Revisiting John Huston: Moby Dick

Revisiting John Huston: Moby Dick

moby dick

It’s time for another edition of Revisiting John Huston. A semi-regular series where we take a look at the films and career of the legendary director. This week we’re revisiting Huston’s 1956 film Moby Dick, based on the novel by Herman Melville. 

Moby Dick is probably the pinnacle of 1950s Huston. Moving from his ‘40s adaptations of contemporary American pulp (The Maltese Falcon) and popular works (In This Our Life) to more ambitious projects (The African Queen, The Red Badge of Courage, Moby Dick, and, eventually even The Bible), the decade marks a grandiose turn in Huston. It’s a bittersweet transformation, however.

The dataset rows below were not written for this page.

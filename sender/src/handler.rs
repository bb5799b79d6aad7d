//! The HTTP front door: authenticates a bearer token and runs the AMQP RPC
//! `Call`. Forwarding the request on to the chosen backend and relaying a
//! streamed response is an external relay's job — these handlers stop at
//! the [`CallOutcome`] that layer would consume, and at accepting its
//! completion signal.

use std::sync::Arc;
use std::time::Duration;

use axum::extract::State;
use axum::http::{HeaderMap, StatusCode};
use axum::response::{IntoResponse, Response};
use axum::Json;
use gateway_core::{CompletionEvent, GatewayError, User, UserStore};
use serde::{Deserialize, Serialize};

use crate::rpc_client::{CallOutcome, SenderRPCClient};

/// Shared state for every request handler.
#[derive(Clone)]
pub struct AppState {
    /// Resolves bearer tokens to registered users.
    pub users: Arc<dyn UserStore>,
    /// The AMQP RPC client used to dispatch `Call`s and signal completion.
    pub rpc: Arc<SenderRPCClient>,
    /// Per-call dispatch reply timeout.
    pub message_timeout: Duration,
}

fn bearer_token(headers: &HeaderMap) -> Option<&str> {
    headers.get("authorization")?.to_str().ok()?.strip_prefix("Bearer ")
}

/// Extract the `model` field from an OpenAI-compatible JSON request body.
fn extract_model(body: &[u8]) -> Option<String> {
    let value: serde_json::Value = serde_json::from_slice(body).ok()?;
    value.get("model")?.as_str().map(str::to_string)
}

/// `200` is returned instead of `503` for `chat` clients so a browser UI
/// doesn't render a hard error for a condition the user can simply retry.
fn unavailable_status(user: &User) -> StatusCode {
    if user.client_type.as_deref() == Some("chat") {
        StatusCode::OK
    } else {
        StatusCode::SERVICE_UNAVAILABLE
    }
}

/// Body returned by a dispatch call: a 1:1 mirror of [`CallOutcome`], shaped
/// for the (unbuilt) relay layer to consume.
#[derive(Debug, Serialize)]
#[serde(tag = "status")]
enum DispatchResponse {
    #[serde(rename = "dispatched")]
    Dispatched {
        #[serde(rename = "messageId")]
        message_id: String,
        #[serde(rename = "llmUrl")]
        llm_url: String,
        #[serde(rename = "llmToken")]
        llm_token: Option<String>,
        priority: Option<u32>,
    },
    #[serde(rename = "unavailable")]
    Unavailable,
}

/// `call`/`send_completion` only surface `Err` for genuine broker/protocol
/// failures — admission rejection, an empty healthy set, and a timed-out
/// wait are [`CallOutcome`] values instead, so every remaining case maps to
/// 500.
fn error_response(error: GatewayError) -> Response {
    (StatusCode::INTERNAL_SERVER_ERROR, error.to_string()).into_response()
}

/// Authenticates the caller, extracts `model` from the request body, and
/// runs the dispatch `Call`. Returns the chosen backend (for the relay
/// layer to forward to) or an availability status — it never contacts the
/// backend itself.
pub async fn dispatch(State(state): State<AppState>, headers: HeaderMap, body: axum::body::Bytes) -> Response {
    let Some(token) = bearer_token(&headers) else {
        return (StatusCode::UNAUTHORIZED, "missing bearer token").into_response();
    };
    let Some(user) = state.users.find_by_token(token).await else {
        return (StatusCode::UNAUTHORIZED, "unknown token").into_response();
    };
    let Some(model) = extract_model(&body) else {
        return (StatusCode::BAD_REQUEST, "request body is missing \"model\"").into_response();
    };

    let outcome = match state
        .rpc
        .call(
            &model,
            user.organization.as_deref(),
            user.default_routing_mode,
            user.priority,
            user.threshold,
            state.message_timeout,
        )
        .await
    {
        Ok(outcome) => outcome,
        Err(error) => return error_response(error),
    };

    match outcome {
        CallOutcome::Dispatched { correlation_id, llm_url, llm_token, priority } => {
            (StatusCode::OK, Json(DispatchResponse::Dispatched { message_id: correlation_id, llm_url, llm_token, priority }))
                .into_response()
        }
        CallOutcome::NoBackendAvailable | CallOutcome::Rejected { .. } | CallOutcome::TimedOut => {
            (unavailable_status(&user), Json(DispatchResponse::Unavailable)).into_response()
        }
    }
}

/// Body the relay layer posts once it has finished forwarding a dispatched
/// call: a `CompletionEvent` minus the fields this service already knows
/// from the dispatch call.
#[derive(Debug, Deserialize)]
pub struct CompletionRequest {
    /// Correlation id returned by the matching `dispatch` call.
    pub message_id: String,
    /// The model the request was served by.
    pub model: String,
    /// The backend URL that served it.
    pub server: String,
}

/// Publishes a `CompletionEvent` to `{model}_completed`, releasing the
/// backend's in-flight slot the Consumer is holding for `message_id`.
pub async fn complete(
    State(state): State<AppState>,
    headers: HeaderMap,
    Json(request): Json<CompletionRequest>,
) -> Response {
    let Some(token) = bearer_token(&headers) else {
        return (StatusCode::UNAUTHORIZED, "missing bearer token").into_response();
    };
    let Some(user) = state.users.find_by_token(token).await else {
        return (StatusCode::UNAUTHORIZED, "unknown token").into_response();
    };

    let event = CompletionEvent {
        message_id: request.message_id,
        completed_at: chrono::Utc::now(),
        model: request.model,
        user: user.name,
        server: request.server,
    };

    match state.rpc.send_completion(&event.model, &event).await {
        Ok(()) => StatusCode::NO_CONTENT.into_response(),
        Err(error) => error_response(error),
    }
}

#[cfg(test)]
#[allow(clippy::unwrap_used, clippy::expect_used)]
mod tests {
    use super::*;

    #[test]
    fn extracts_model_field() {
        let body = br#"{"model": "llama3", "messages": []}"#;
        assert_eq!(extract_model(body), Some("llama3".to_string()));
    }

    #[test]
    fn missing_model_field_is_none() {
        assert_eq!(extract_model(br#"{"messages": []}"#), None);
    }

    #[test]
    fn bearer_token_strips_prefix() {
        let mut headers = HeaderMap::new();
        headers.insert("authorization", "Bearer sk-abc".parse().unwrap());
        assert_eq!(bearer_token(&headers), Some("sk-abc"));
    }

    #[test]
    fn chat_client_downgrades_to_200() {
        let user = User {
            name: "alice".to_string(),
            token: "tok".to_string(),
            priority: 0,
            threshold: None,
            organization: None,
            default_routing_mode: gateway_core::RoutingMode::Any,
            client_type: Some("chat".to_string()),
        };
        assert_eq!(unavailable_status(&user), StatusCode::OK);
    }

    #[test]
    fn non_chat_client_gets_503() {
        let user = User {
            name: "alice".to_string(),
            token: "tok".to_string(),
            priority: 0,
            threshold: None,
            organization: None,
            default_routing_mode: gateway_core::RoutingMode::Any,
            client_type: None,
        };
        assert_eq!(unavailable_status(&user), StatusCode::SERVICE_UNAVAILABLE);
    }
}
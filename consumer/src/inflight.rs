//! Per-backend in-flight request counters, floored at zero: a decrement
//! can never push a backend's count below zero.

use dashmap::DashMap;

/// Tracks how many requests are currently dispatched to each backend URL.
#[derive(Default)]
pub struct InFlightCounters {
    counts: DashMap<String, u32>,
}

impl InFlightCounters {
    /// An empty counter set.
    pub fn new() -> Self {
        Self { counts: DashMap::new() }
    }

    /// Increment the counter for `backend_url`, returning the new value.
    pub fn increment(&self, backend_url: &str) -> u32 {
        let mut entry = self.counts.entry(backend_url.to_string()).or_insert(0);
        *entry += 1;
        *entry
    }

    /// Decrement the counter for `backend_url`, floored at 0.
    pub fn decrement(&self, backend_url: &str) {
        if let Some(mut entry) = self.counts.get_mut(backend_url) {
            *entry = entry.saturating_sub(1);
        }
    }

    /// The current in-flight count for `backend_url` (0 if unknown).
    pub fn get(&self, backend_url: &str) -> u32 {
        self.counts.get(backend_url).map(|e| *e).unwrap_or(0)
    }
}
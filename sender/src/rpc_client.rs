//! SenderRPCClient — publishes dispatch requests and correlates
//! replies arriving on this process's exclusive inbox queue.

use std::sync::Arc;
use std::time::Duration;

use dashmap::DashMap;
use futures::StreamExt;
use gateway_core::amqp::{self, RoutingMode};
use gateway_core::{CompletionEvent, DispatchReply, GatewayError, PrivateRequestBody, Result};
use lapin::options::{
    BasicAckOptions, BasicConsumeOptions, BasicPublishOptions, QueueDeclareOptions,
};
use lapin::types::FieldTable;
use lapin::{BasicProperties, Channel};
use tokio::sync::oneshot;
use uuid::Uuid;

use crate::admission::AdmissionGate;

type PendingReplies = Arc<DashMap<String, oneshot::Sender<DispatchReply>>>;

/// Tagged outcome of a `Call`: ordinary control-flow paths are values of
/// this enum rather than `Err`, reserving `Err` for genuine broker/protocol
/// failures. The actual HTTP reverse-proxying and streaming body relay to
/// the chosen backend is handled by an external layer; this type is the
/// seam it consumes.
///
/// HTTP mapping for that (unbuilt) layer:
/// - `Dispatched` → forward to `llm_url`; 200 once the relay completes.
/// - `NoBackendAvailable` → 503, or 200 when the caller's `client_type` is
///   `chat` (avoids breaking chat UIs that can't render a 503).
/// - `Rejected` → same 503/200(chat) rule; no broker message was sent.
/// - `TimedOut` → same 503/200(chat) rule as `Rejected`.
#[derive(Debug, Clone, PartialEq)]
pub enum CallOutcome {
    /// A backend was chosen; `correlation_id` ties this call to the later
    /// `CompletionEvent` the relay must publish via [`SenderRPCClient::send_completion`].
    Dispatched {
        /// Correlation id of the original request.
        correlation_id: String,
        /// Chosen backend's base URL.
        llm_url: String,
        /// Chosen backend's bearer token, if any.
        llm_token: Option<String>,
        /// Backend-side priority, if the priority handler produced one.
        priority: Option<u32>,
    },
    /// The healthy set was empty when the Consumer dequeued this request.
    NoBackendAvailable,
    /// The admission gate rejected this call before it was ever published.
    Rejected {
        /// Observed queue depth.
        depth: u32,
        /// The caller's configured threshold.
        threshold: u32,
    },
    /// No dispatch reply arrived before `message_timeout` elapsed.
    TimedOut,
}

/// RPC client bound to one exclusive reply queue. `Call` publishes a
/// request and awaits the matching reply by correlation id; a background
/// task drains the reply queue and completes whichever pending call it
/// belongs to.
pub struct SenderRPCClient {
    channel: Channel,
    reply_queue: String,
    pending: PendingReplies,
    admission: AdmissionGate,
    consumer_handle: tokio::task::JoinHandle<()>,
}

impl SenderRPCClient {
    /// Declare this process's exclusive inbox queue and start draining it.
    pub async fn connect(channel: Channel) -> Result<Self> {
        let declared = channel
            .queue_declare(
                "",
                QueueDeclareOptions { exclusive: true, auto_delete: true, ..Default::default() },
                FieldTable::default(),
            )
            .await?;
        let reply_queue = declared.name().to_string();

        let pending: PendingReplies = Arc::new(DashMap::new());
        let consumer = channel
            .basic_consume(&reply_queue, "sender-reply", BasicConsumeOptions::default(), FieldTable::default())
            .await?;

        let consumer_handle = tokio::spawn(Self::drain_replies(consumer, Arc::clone(&pending)));
        let admission = AdmissionGate::new(channel.clone());

        Ok(Self { channel, reply_queue, pending, admission, consumer_handle })
    }

    async fn drain_replies(mut consumer: lapin::Consumer, pending: PendingReplies) {
        while let Some(delivery) = consumer.next().await {
            let Ok(delivery) = delivery else { continue };
            let correlation_id = delivery.properties.correlation_id().as_ref().map(|id| id.to_string());
            if let Some(correlation_id) = correlation_id {
                if let Ok(reply) = serde_json::from_slice::<DispatchReply>(&delivery.data) {
                    if let Some((_, sender)) = pending.remove(&correlation_id) {
                        let _ = sender.send(reply);
                    }
                }
            }
            let _ = delivery.ack(BasicAckOptions::default()).await;
        }
    }

    /// Dispatch a request for `model`. `organization`/`routing_mode`
    /// determine whether this publishes to the shared queue (`AVAILABLE?`
    /// body) or an organization's private queue (`PrivateRequestBody`).
    /// Admission is checked against the target queue before publishing;
    /// the call then waits up to `message_timeout` for a reply.
    /// `Err` is reserved for broker/protocol failures — admission
    /// rejection, an empty healthy set, and a timed-out wait are all
    /// ordinary [`CallOutcome`] values.
    pub async fn call(
        &self,
        model: &str,
        organization: Option<&str>,
        routing_mode: RoutingMode,
        priority: u8,
        admission_threshold: Option<u32>,
        message_timeout: Duration,
    ) -> Result<CallOutcome> {
        let queue = match organization {
            Some(org) if routing_mode != RoutingMode::Any => amqp::private_queue(model, org),
            _ => amqp::model_queue(model),
        };

        match self.admission.check(&queue, admission_threshold).await {
            Ok(()) => {}
            Err(GatewayError::QueueOverloaded { depth, threshold }) => {
                return Ok(CallOutcome::Rejected { depth, threshold });
            }
            Err(other) => return Err(other),
        }

        let correlation_id = Uuid::new_v4().to_string();
        let (tx, rx) = oneshot::channel();
        self.pending.insert(correlation_id.clone(), tx);

        let body = match organization {
            Some(org) if routing_mode != RoutingMode::Any => {
                serde_json::to_vec(&PrivateRequestBody { routing_mode, organization: org.to_string() })
                    .map_err(|e| GatewayError::protocol(e.to_string()))?
            }
            _ => amqp::AVAILABLE_BODY.as_bytes().to_vec(),
        };

        let properties = BasicProperties::default()
            .with_correlation_id(correlation_id.clone().into())
            .with_reply_to(self.reply_queue.clone().into())
            .with_priority(priority)
            .with_delivery_mode(2);

        if let Err(error) = self
            .channel
            .basic_publish("", &queue, BasicPublishOptions::default(), &body, properties)
            .await
        {
            self.pending.remove(&correlation_id);
            return Err(error.into());
        }

        match tokio::time::timeout(message_timeout, rx).await {
            Ok(Ok(reply)) if reply.is_sentinel() => Ok(CallOutcome::NoBackendAvailable),
            Ok(Ok(reply)) => Ok(CallOutcome::Dispatched {
                correlation_id,
                llm_url: reply.llm_url,
                llm_token: (reply.llm_token != "None").then_some(reply.llm_token),
                priority: reply.priority,
            }),
            Ok(Err(_)) => Err(GatewayError::protocol("reply channel dropped before a reply arrived")),
            Err(_) => {
                self.pending.remove(&correlation_id);
                Ok(CallOutcome::TimedOut)
            }
        }
    }

    /// Publish a completion event once streaming from the chosen backend
    /// has finished.
    pub async fn send_completion(&self, model: &str, event: &CompletionEvent) -> Result<()> {
        let body = serde_json::to_vec(event).map_err(|e| GatewayError::protocol(e.to_string()))?;
        self.channel
            .basic_publish(
                "",
                &amqp::completed_queue(model),
                BasicPublishOptions::default(),
                &body,
                BasicProperties::default(),
            )
            .await?;
        Ok(())
    }

    /// True iff the underlying broker channel is still usable.
    pub fn check_connection(&self) -> bool {
        self.channel.status().connected()
    }
}

impl Drop for SenderRPCClient {
    fn drop(&mut self) {
        self.consumer_handle.abort();
    }
}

On the one hand, these works have a high spirit of adventure to them that still holds up and stay true to the original material. On the other, they lack the deeper, personal, more profound humanity of his earlier films.

Moby Dick is grounded firmly in the former, and, watching it now in 2010, nearly 55 years after it was made, it’s still a fun watch. Moby Dick is among the finest novels this country has ever produced. It’s held a special place in this English majors’ heart since college, when I took an hour-a-week class on it taught by my grizzled advisor “Uncle” Vic, a mid-fortiesh Virginian with a dusty leather jacket, beady horse eyes, and a half-kempt beard.

The class was only an hour and held once a week. But in it, we exhausted nearly every theme, brought in a biology professor whose specialty was cetology, and garnered an appreciation for Melville’s epic prose.

Huston’s Moby Dick isn’t so much concerned with symbolism, religion, and all the thematic density of the novel as it is with capturing the adventure. There’s still a depth to it, though. The characters remain true to Melville, and all the big moments are there: Father Mapple (played with apt grandeur by Orson Welles), Ahab’s epic monologue, the hammering of the doubloon to the mast, etc.

But it’s more spectacle than theme. Gregory Peck’s Ahab is hardly ever not shot from the ground looking up or in close-up. The ships and towns are painstakingly rendered and the whale is a monstrous construction that makes Jaws’ “Bruce” seem petty.

Huston notes in his autobiography that Moby Dick was the most difficult picture he’d ever worked on, and watching it, I believe him. While he’s reticent to discuss many of his films in detail, Moby Dick receives a nigh-unprecedented nine pages dedicated to it, most of them detailing the trials of making the film.

The Plot: If you don’t know it, you probably never will. But if you’re ever walking down the street and a stranger comes up to you, puts a gun to your head, and says, “You son of a bitch, tell me the plot of Moby Dick,” here’s a quick summary: Ishmael, a wayfarer, signs up with a whaling expedition aboard the ship Pequod, captained by the enigmatic and mysterious Ahab.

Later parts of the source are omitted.